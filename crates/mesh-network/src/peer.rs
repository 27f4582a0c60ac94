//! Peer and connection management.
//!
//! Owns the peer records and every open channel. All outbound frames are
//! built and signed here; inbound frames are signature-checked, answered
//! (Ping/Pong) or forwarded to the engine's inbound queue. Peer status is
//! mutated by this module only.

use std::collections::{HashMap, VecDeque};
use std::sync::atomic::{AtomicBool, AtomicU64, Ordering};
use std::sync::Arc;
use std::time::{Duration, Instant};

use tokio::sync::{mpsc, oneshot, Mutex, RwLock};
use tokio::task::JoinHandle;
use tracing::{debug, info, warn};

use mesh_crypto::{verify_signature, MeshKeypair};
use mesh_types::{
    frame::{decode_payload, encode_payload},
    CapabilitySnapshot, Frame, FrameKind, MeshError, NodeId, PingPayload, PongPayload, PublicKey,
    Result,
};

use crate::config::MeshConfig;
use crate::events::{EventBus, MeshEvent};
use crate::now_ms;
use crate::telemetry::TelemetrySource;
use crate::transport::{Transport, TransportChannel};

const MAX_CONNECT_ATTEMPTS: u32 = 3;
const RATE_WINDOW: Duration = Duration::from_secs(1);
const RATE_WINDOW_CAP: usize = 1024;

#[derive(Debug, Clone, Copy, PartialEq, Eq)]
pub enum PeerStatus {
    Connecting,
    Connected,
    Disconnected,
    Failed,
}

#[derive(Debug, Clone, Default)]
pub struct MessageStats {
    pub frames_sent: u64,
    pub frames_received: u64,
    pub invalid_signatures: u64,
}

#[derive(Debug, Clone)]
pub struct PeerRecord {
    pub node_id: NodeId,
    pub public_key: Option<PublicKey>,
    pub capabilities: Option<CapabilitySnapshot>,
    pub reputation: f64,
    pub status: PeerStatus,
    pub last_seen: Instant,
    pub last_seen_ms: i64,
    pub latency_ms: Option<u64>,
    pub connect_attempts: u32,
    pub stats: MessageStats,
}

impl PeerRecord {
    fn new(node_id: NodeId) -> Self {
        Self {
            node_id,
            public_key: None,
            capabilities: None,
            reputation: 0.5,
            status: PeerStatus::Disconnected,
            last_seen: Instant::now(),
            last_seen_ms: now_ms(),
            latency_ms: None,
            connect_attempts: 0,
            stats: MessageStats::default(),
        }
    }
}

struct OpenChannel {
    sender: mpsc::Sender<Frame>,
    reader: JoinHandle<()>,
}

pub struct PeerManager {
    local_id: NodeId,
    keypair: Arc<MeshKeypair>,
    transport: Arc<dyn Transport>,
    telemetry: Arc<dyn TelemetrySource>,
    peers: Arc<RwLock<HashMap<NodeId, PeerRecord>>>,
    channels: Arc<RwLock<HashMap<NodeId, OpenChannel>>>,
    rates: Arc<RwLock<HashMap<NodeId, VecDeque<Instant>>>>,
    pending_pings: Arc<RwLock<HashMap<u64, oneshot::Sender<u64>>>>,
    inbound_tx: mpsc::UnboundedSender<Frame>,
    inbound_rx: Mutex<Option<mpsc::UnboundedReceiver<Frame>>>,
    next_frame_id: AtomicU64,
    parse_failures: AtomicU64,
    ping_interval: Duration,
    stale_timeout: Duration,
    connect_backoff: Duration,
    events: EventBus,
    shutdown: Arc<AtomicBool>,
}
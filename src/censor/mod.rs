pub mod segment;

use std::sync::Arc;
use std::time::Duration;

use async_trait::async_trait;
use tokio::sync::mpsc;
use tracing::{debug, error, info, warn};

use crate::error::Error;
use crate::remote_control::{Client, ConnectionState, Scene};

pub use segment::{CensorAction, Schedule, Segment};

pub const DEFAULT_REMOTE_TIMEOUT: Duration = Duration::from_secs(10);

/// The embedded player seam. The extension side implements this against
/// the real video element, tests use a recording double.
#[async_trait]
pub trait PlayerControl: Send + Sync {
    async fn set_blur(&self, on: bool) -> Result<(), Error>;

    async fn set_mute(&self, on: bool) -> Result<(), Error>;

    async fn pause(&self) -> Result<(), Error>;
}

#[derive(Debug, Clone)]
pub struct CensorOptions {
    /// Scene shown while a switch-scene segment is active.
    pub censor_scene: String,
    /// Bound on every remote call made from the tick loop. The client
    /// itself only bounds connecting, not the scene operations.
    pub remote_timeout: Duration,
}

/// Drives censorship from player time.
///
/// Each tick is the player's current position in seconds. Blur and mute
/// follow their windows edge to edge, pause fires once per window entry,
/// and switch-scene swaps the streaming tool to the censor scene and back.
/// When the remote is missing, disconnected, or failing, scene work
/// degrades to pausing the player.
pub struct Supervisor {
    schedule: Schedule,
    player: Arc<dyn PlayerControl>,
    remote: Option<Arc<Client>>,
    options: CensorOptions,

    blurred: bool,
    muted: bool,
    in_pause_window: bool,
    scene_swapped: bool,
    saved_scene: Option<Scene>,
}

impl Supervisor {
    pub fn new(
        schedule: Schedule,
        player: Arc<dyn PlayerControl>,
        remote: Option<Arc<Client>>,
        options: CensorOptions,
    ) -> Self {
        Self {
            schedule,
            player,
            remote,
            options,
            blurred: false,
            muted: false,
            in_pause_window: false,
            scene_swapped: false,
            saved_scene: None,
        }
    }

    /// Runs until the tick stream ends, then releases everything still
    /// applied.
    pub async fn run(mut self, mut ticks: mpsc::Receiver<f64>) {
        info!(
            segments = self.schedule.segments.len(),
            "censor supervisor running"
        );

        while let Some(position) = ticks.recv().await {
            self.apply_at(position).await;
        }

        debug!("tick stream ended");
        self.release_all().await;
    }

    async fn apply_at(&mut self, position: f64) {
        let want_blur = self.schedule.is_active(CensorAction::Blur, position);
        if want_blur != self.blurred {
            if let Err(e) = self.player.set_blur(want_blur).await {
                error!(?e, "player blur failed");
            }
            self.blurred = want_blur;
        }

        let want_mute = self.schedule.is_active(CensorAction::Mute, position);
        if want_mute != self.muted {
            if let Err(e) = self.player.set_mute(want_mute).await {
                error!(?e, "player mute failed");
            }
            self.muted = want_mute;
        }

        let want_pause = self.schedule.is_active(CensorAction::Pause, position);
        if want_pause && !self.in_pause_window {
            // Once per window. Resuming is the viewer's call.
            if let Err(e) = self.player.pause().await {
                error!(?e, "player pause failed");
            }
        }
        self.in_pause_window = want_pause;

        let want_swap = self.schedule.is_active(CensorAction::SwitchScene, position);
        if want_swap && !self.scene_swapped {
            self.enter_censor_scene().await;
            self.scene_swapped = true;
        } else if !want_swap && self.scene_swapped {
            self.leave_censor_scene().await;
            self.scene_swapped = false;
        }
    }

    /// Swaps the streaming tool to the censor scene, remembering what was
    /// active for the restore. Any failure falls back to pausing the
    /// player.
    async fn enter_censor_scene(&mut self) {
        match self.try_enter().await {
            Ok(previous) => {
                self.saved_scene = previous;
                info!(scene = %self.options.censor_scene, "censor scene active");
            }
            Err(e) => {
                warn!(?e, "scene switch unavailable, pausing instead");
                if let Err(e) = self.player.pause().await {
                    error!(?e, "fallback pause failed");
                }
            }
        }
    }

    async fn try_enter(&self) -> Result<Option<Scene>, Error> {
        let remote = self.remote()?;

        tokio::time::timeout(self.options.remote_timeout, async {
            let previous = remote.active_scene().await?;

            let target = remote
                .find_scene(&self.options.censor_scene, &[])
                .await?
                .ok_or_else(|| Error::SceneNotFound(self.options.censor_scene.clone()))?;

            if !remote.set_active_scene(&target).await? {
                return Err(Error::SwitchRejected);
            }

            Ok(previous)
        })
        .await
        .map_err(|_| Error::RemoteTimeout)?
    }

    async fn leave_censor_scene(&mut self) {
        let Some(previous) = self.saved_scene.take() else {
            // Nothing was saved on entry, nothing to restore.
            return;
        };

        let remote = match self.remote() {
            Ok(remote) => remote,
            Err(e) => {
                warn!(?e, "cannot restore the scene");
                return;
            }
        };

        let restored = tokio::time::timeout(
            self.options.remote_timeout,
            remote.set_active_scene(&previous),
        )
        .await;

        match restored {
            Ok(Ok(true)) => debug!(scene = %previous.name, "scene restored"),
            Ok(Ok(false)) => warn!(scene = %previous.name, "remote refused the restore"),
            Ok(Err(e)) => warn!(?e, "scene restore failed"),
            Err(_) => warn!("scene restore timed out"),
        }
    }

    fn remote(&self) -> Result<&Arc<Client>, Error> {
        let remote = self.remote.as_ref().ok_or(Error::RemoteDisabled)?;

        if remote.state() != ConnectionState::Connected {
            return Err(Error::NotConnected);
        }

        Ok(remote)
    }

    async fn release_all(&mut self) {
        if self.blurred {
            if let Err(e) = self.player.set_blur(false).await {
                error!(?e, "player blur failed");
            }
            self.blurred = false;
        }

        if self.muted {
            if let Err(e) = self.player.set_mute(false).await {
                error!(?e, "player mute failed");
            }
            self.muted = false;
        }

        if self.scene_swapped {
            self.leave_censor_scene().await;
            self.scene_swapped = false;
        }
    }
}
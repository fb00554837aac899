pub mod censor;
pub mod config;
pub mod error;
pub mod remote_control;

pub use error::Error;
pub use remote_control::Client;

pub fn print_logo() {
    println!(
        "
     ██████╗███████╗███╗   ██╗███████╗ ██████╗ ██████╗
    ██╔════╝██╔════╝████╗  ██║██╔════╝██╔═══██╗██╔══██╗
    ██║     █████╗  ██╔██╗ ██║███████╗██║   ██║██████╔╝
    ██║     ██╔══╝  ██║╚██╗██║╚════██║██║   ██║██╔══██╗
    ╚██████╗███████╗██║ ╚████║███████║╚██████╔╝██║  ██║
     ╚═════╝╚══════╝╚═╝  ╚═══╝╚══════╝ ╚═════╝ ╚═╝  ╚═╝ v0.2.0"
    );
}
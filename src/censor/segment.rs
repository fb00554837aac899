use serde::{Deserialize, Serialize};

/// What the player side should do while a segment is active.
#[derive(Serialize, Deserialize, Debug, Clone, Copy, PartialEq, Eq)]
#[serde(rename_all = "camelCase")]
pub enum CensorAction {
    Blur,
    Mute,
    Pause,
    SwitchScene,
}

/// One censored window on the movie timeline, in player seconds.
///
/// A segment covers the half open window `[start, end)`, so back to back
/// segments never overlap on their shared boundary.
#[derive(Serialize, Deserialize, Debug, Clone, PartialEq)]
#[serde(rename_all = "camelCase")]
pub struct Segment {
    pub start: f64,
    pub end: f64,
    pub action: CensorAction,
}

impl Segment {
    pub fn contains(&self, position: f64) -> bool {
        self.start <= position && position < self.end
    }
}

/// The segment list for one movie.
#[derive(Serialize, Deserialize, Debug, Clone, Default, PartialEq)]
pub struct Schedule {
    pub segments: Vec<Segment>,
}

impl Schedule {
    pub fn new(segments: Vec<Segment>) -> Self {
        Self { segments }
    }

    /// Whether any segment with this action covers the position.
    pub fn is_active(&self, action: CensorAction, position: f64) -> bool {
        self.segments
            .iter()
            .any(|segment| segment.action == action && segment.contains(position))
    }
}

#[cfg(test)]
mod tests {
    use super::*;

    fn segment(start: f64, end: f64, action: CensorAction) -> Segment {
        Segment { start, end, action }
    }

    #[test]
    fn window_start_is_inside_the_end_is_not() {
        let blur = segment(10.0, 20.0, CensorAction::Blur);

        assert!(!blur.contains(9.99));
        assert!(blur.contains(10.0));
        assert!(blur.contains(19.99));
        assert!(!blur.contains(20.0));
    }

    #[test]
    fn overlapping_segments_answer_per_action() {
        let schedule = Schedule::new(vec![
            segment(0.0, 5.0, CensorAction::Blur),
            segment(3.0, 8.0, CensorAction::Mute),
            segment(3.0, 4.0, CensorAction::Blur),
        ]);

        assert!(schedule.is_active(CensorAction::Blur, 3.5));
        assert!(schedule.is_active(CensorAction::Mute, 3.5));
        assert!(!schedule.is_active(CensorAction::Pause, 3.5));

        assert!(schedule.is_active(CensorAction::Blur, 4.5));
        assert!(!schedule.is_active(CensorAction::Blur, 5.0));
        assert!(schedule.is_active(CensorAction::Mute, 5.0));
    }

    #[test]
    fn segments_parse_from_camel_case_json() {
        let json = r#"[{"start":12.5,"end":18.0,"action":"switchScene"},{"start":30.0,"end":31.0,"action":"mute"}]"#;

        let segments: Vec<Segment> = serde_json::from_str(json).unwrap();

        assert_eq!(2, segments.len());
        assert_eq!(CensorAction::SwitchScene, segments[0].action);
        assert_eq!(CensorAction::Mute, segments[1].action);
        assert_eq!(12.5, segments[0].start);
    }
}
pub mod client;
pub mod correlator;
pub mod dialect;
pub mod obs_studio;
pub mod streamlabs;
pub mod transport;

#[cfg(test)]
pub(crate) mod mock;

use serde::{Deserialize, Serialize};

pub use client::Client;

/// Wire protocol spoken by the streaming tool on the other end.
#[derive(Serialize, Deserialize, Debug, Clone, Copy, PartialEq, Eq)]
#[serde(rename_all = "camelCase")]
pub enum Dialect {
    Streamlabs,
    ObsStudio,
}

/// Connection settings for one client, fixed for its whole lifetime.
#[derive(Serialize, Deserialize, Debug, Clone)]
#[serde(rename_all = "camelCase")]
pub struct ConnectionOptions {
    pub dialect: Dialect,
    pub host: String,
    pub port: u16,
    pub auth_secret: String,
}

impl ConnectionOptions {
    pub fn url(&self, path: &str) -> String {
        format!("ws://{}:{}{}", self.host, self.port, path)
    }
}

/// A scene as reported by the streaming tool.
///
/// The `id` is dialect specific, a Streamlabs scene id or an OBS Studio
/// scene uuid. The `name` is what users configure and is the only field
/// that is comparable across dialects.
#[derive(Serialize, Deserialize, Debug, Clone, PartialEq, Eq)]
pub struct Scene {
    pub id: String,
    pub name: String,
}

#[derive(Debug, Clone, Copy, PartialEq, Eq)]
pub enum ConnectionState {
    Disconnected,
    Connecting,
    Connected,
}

* * *

**TASK STATEMENT**
Reproduce exactly the lines above from the line with "pub mod config;" to the line with "self.start <= position", including both, and add nothing.

**SOLUTION TO THE PROBLEM**
pub mod config;
pub mod error;
pub mod remote_control;

pub use error::Error;
pub use remote_control::Client;

pub fn print_logo() {
    println!(
        "
     ██████╗███████╗███╗   ██╗███████╗ ██████╗ ██████╗
    ██╔════╝██╔════╝████╗  ██║██╔════╝██╔═══██╗██╔══██╗
    ██║     █████╗  ██╔██╗ ██║███████╗██║   ██║██████╔╝
    ██║     ██╔══╝  ██║╚██╗██║╚════██║██║   ██║██╔══██╗
    ╚██████╗███████╗██║ ╚████║███████║╚██████╔╝██║  ██║
     ╚═════╝╚══════╝╚═╝  ╚═══╝╚══════╝ ╚═════╝ ╚═╝  ╚═╝ v0.2.0"
    );
}
filename src/censor/segment.rs
repository fb00554837aac899
use serde::{Deserialize, Serialize};

/// What the player side should do while a segment is active.
#[derive(Serialize, Deserialize, Debug, Clone, Copy, PartialEq, Eq)]
#[serde(rename_all = "camelCase")]
pub enum CensorAction {
    Blur,
    Mute,
    Pause,
    SwitchScene,
}

/// One censored window on the movie timeline, in player seconds.
///
/// A segment covers the half open window `[start, end)`, so back to back
/// segments never overlap on their shared boundary.
#[derive(Serialize, Deserialize, Debug, Clone, PartialEq)]
#[serde(rename_all = "camelCase")]
pub struct Segment {
    pub start: f64,
    pub end: f64,
    pub action: CensorAction,
}

impl Segment {
    pub fn contains(&self, position: f64) -> bool {
        self.start <= position && position < self.end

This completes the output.